§ Required action:
Copy out every line from the records that includes "SenderSession".

Data to examine section start

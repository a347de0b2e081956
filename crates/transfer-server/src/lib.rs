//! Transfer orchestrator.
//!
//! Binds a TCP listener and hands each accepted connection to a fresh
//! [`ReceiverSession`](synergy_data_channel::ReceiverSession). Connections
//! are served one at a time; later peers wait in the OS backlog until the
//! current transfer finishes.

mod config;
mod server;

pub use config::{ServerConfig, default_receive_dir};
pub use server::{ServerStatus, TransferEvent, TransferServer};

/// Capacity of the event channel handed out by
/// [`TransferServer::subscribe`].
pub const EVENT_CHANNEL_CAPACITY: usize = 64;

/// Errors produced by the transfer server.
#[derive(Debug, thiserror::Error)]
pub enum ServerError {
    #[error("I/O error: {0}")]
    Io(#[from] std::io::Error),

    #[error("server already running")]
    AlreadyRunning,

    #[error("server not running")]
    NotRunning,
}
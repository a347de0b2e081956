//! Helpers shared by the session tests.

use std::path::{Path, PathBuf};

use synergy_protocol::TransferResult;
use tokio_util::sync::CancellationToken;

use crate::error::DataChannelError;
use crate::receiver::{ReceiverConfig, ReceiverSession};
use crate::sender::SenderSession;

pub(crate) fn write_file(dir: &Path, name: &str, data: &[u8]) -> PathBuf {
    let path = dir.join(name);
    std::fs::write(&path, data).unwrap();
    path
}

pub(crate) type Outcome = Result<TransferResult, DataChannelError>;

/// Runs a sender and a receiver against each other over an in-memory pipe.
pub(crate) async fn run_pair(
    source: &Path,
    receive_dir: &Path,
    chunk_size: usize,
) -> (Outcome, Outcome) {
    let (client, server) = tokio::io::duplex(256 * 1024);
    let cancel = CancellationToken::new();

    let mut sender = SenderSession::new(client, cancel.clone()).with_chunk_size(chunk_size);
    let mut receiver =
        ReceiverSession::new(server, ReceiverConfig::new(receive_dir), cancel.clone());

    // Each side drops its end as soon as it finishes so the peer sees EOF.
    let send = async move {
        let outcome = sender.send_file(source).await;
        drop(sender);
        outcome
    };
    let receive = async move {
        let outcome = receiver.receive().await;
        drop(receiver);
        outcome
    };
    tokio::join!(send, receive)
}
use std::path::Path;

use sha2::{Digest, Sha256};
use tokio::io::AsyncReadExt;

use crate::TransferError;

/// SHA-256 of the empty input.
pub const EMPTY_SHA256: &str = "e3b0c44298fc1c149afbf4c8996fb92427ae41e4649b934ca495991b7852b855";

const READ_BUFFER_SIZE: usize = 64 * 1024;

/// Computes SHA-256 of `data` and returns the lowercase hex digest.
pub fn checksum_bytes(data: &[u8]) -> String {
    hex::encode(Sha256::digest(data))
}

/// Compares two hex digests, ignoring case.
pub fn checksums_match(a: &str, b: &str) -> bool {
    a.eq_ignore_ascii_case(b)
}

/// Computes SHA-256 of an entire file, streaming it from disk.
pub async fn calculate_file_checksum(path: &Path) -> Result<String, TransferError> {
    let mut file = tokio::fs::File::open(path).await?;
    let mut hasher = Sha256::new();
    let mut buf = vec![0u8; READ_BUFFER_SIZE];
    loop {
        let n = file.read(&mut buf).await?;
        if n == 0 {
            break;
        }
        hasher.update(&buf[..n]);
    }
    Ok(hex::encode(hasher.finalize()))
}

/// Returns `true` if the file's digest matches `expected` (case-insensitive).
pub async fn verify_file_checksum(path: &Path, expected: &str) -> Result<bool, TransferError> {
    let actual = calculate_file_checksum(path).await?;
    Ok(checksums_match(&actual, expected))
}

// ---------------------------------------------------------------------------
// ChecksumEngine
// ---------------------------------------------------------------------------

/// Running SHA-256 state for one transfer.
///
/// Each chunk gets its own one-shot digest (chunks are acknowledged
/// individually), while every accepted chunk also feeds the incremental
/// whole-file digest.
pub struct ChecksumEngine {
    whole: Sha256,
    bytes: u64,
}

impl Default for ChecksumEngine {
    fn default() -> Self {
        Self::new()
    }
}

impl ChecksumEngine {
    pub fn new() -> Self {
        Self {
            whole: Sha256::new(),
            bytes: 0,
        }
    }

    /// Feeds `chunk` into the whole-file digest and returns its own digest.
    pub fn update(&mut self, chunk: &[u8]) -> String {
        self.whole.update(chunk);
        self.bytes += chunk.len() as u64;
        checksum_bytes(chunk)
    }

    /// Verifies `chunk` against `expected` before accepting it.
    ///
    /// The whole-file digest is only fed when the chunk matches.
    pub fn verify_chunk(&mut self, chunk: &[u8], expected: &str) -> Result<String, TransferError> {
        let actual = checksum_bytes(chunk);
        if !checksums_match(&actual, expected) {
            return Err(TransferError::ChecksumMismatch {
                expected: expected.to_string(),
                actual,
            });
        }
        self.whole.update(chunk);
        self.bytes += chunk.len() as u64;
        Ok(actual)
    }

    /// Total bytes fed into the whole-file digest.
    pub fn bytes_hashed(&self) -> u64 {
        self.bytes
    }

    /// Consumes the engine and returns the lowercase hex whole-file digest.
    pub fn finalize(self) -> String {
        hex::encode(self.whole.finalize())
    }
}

Data to examine section end

§ Task result:
use crate::sender::SenderSession;
    let mut sender = SenderSession::new(client, cancel.clone()).with_chunk_size(chunk_size);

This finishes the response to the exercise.